*EXERCISE INSTRUCTIONS*. Go through the listing that follows and report the number of lines with the string "skip" in them, nothing more.
----- EXERCISE DATA
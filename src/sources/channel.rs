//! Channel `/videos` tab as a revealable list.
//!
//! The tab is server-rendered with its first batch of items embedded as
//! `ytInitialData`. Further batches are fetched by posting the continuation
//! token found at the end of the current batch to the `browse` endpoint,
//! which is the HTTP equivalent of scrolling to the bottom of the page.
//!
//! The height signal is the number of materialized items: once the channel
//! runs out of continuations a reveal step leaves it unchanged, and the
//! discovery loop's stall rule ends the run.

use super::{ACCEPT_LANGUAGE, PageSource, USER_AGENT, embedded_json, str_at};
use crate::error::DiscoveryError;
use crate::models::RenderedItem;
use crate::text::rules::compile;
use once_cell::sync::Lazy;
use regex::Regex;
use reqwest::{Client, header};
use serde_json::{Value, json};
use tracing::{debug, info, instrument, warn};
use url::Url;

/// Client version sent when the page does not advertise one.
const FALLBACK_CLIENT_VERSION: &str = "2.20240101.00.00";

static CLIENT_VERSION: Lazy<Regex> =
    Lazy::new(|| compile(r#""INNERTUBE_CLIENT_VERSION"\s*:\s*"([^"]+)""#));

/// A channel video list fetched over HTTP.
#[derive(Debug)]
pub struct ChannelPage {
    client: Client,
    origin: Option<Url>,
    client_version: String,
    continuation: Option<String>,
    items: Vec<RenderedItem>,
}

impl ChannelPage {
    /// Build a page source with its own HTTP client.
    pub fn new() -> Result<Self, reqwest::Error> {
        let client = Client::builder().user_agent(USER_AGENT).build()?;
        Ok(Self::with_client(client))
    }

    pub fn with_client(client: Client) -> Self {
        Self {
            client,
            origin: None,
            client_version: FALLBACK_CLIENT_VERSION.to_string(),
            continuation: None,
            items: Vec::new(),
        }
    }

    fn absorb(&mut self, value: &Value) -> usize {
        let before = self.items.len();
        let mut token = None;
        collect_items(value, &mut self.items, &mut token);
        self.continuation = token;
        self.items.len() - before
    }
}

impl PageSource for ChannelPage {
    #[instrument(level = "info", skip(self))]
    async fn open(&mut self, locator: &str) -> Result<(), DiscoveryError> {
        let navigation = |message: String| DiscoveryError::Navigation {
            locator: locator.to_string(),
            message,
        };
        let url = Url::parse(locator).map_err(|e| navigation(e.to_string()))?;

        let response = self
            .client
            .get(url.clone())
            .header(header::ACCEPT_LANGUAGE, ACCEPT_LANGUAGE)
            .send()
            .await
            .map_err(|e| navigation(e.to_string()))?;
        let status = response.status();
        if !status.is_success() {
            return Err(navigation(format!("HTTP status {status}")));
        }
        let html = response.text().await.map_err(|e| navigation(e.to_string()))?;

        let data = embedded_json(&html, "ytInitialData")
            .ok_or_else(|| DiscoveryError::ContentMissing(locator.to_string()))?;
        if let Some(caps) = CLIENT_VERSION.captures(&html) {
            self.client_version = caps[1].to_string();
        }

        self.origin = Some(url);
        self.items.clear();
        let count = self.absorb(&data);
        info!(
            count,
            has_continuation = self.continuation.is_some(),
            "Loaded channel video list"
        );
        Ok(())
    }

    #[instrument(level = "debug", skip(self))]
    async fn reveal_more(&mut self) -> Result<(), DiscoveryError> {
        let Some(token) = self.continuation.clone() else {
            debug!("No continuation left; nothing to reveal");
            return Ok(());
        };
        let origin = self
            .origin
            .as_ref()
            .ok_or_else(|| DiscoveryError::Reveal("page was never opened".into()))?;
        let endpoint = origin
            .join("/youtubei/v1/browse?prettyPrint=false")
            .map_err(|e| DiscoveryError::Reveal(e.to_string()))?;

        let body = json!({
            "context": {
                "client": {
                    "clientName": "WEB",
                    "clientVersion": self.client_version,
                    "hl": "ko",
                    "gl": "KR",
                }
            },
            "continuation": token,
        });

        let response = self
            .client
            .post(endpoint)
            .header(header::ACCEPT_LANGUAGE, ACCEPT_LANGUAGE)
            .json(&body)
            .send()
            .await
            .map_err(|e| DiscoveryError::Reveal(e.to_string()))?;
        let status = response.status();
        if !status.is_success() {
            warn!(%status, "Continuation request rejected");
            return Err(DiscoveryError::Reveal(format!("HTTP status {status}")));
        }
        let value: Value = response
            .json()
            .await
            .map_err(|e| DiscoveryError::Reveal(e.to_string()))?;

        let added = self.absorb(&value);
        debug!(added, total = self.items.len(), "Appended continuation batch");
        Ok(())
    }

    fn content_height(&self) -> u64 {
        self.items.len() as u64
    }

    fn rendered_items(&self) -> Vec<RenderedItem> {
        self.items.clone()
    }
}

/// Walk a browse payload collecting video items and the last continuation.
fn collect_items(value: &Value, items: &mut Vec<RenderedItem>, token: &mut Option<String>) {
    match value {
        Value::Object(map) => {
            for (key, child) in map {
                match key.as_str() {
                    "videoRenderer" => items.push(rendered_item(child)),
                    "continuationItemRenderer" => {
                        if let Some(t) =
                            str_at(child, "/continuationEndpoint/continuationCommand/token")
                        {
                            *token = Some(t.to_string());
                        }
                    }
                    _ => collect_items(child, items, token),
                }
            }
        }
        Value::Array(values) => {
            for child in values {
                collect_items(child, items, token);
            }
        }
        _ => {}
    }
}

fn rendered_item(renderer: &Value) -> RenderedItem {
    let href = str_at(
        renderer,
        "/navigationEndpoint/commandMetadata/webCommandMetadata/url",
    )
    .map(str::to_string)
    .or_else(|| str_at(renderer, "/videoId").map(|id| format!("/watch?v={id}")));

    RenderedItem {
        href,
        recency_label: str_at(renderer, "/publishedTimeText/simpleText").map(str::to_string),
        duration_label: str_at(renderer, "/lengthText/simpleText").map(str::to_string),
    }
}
----------
*TASK RESULT*. 2